Haleem Adil Sheikh () is a Pakistani politician who has been a member of the Provincial Assembly of Sindh since August 2018, and has served as leader of opposition of the Provincial Assembly of Sindh since January 2021.  Sheikh served as the parliamentary leader of PTI in Provincial Assembly of Sindh from August 2018 to January 2021, and was the president of PTI for Sindh from 21 July 2019 to 25 December 2021.

Political career
Sheikh was elected to the Provincial Assembly of Sindh as a candidate of Pakistan Tehreek-e-Insaf from constituency PS-99 (Karachi East-I) in 2018 Pakistani general election.

In January 2021, he was appointed as leader of opposition of Sindh Assembly.

Sheikh was arrested 25 Aug 2022 by the Anti-Encroachment Force (AEF) sindh in connection with a land-grabbing case. The AEF produced him in the court of Malir’s judicial magistrate today.

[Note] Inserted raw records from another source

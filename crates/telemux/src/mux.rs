//! First-match-wins multiplexer with a per-mux fault boundary.
//!
//! A [`Mux`] walks its processors in declaration order and stops at the first
//! one that accepts. Each mux contains faults raised beneath it: panics are
//! converted into [`DispatchError::Panicked`], then either handed to the
//! registered recover function (the mux reports `false`) or returned to the
//! caller unchanged.

use std::backtrace::{Backtrace, BacktraceStatus};
use std::panic::{self, AssertUnwindSafe};
use std::sync::Arc;

use crate::errors::DispatchError;
use crate::filters::Filter;
use crate::handlers::Handler;
use crate::update::{BotIdentity, RawUpdate, Update};

/// Shared contract of everything a mux can route to.
pub trait Processor: Send + Sync {
    /// Returns `Ok(true)` when this processor accepted and handled the update.
    fn process(&self, update: &mut Update) -> Result<bool, DispatchError>;
}

/// Fault handler invoked with the envelope, the fault and a diagnostic trace.
pub type RecoverFn = Arc<dyn Fn(&Update, &DispatchError, &str) + Send + Sync>;

#[derive(Default)]
pub struct Mux {
    processors: Vec<Box<dyn Processor>>,
    global_filter: Option<Filter>,
    recover: Option<RecoverFn>,
}

impl std::fmt::Debug for Mux {
    fn fmt(&self, f: &mut std::fmt::Formatter<'_>) -> std::fmt::Result {
        f.debug_struct("Mux")
            .field("processors", &self.processors.len())
            .field("global_filter", &self.global_filter.is_some())
            .field("recover", &self.recover.is_some())
            .finish()
    }
}

impl Mux {
    pub fn new() -> Self {
        Self::default()
    }

    pub fn add_handler(self, handler: Handler) -> Self {
        self.add_processor(handler)
    }

    pub fn add_handlers(mut self, handlers: impl IntoIterator<Item = Handler>) -> Self {
        for handler in handlers {
            self.processors.push(Box::new(handler));
        }
        self
    }

    pub fn add_mux(self, mux: Mux) -> Self {
        self.add_processor(mux)
    }

    /// Appends any processor, e.g. a conversation handler.
    pub fn add_processor(mut self, processor: impl Processor + 'static) -> Self {
        self.processors.push(Box::new(processor));
        self
    }

    /// Rejects every update the filter does not match before any processor runs.
    pub fn set_global_filter(mut self, filter: Filter) -> Self {
        self.global_filter = Some(filter);
        self
    }

    pub fn set_recover(
        mut self,
        recover: impl Fn(&Update, &DispatchError, &str) + Send + Sync + 'static,
    ) -> Self {
        self.recover = Some(Arc::new(recover));
        self
    }

    pub fn clear_recover(mut self) -> Self {
        self.recover = None;
        self
    }

    pub fn len(&self) -> usize {
        self.processors.len()
    }

    pub fn is_empty(&self) -> bool {
        self.processors.is_empty()
    }

    /// Wraps `raw` into a fresh envelope and routes it.
    #[tracing::instrument(
        name = "telemux.dispatch",
        skip(self, bot, raw),
        fields(update_id = raw.update_id, kind = raw.payload.kind())
    )]
    pub fn dispatch(&self, bot: &BotIdentity, raw: RawUpdate) -> Result<bool, DispatchError> {
        let mut update = Update::new(bot.clone(), raw);
        self.process(&mut update)
    }

    fn route(&self, update: &mut Update) -> Result<bool, DispatchError> {
        if let Some(filter) = &self.global_filter {
            if !filter.matches(update) {
                tracing::debug!(update_id = update.raw.update_id, "global filter rejected update");
                return Ok(false);
            }
        }
        for (index, processor) in self.processors.iter().enumerate() {
            if processor.process(update)? {
                tracing::debug!(
                    update_id = update.raw.update_id,
                    processor = index,
                    "update handled"
                );
                return Ok(true);
            }
        }
        Ok(false)
    }
}

impl Processor for Mux {
    fn process(&self, update: &mut Update) -> Result<bool, DispatchError> {
        let error = match panic::catch_unwind(AssertUnwindSafe(|| self.route(update))) {
            Ok(Ok(handled)) => return Ok(handled),
            Ok(Err(error)) => error,
            Err(payload) => DispatchError::Panicked {
                message: panic_message(&*payload),
            },
        };
        let Some(recover) = &self.recover else {
            return Err(error);
        };
        let trace = fault_trace(&error);
        tracing::error!(
            update_id = update.raw.update_id,
            fields = ?update.fields(),
            error = %error,
            "recovered from dispatch fault"
        );
        recover(update, &error, &trace);
        // Siblings after this mux must not inherit the abandoned handler's state.
        update.clear_consumed();
        update.context.clear();
        Ok(false)
    }
}

fn panic_message(payload: &(dyn std::any::Any + Send)) -> String {
    if let Some(message) = payload.downcast_ref::<&str>() {
        (*message).to_string()
    } else if let Some(message) = payload.downcast_ref::<String>() {
        message.clone()
    } else {
        "panic with non-string payload".to_string()
    }
}

fn fault_trace(error: &DispatchError) -> String {
    let backtrace = Backtrace::capture();
    match backtrace.status() {
        BacktraceStatus::Captured => format!("{error:?}\n{backtrace}"),
        _ => format!("{error:?}"),
    }
}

He was released from jail on 9 September 2022 after a court accepted his bail plea.

External Link

More Reading
 List of members of the 15th Provincial Assembly of Sindh
 List of Pakistan Tehreek-e-Insaf elected members (2013–2018)
 No-confidence motion against Imran Khan

References

Living people
Pakistan Tehreek-e-Insaf MPAs (Sindh)
Year of birth missing (living people)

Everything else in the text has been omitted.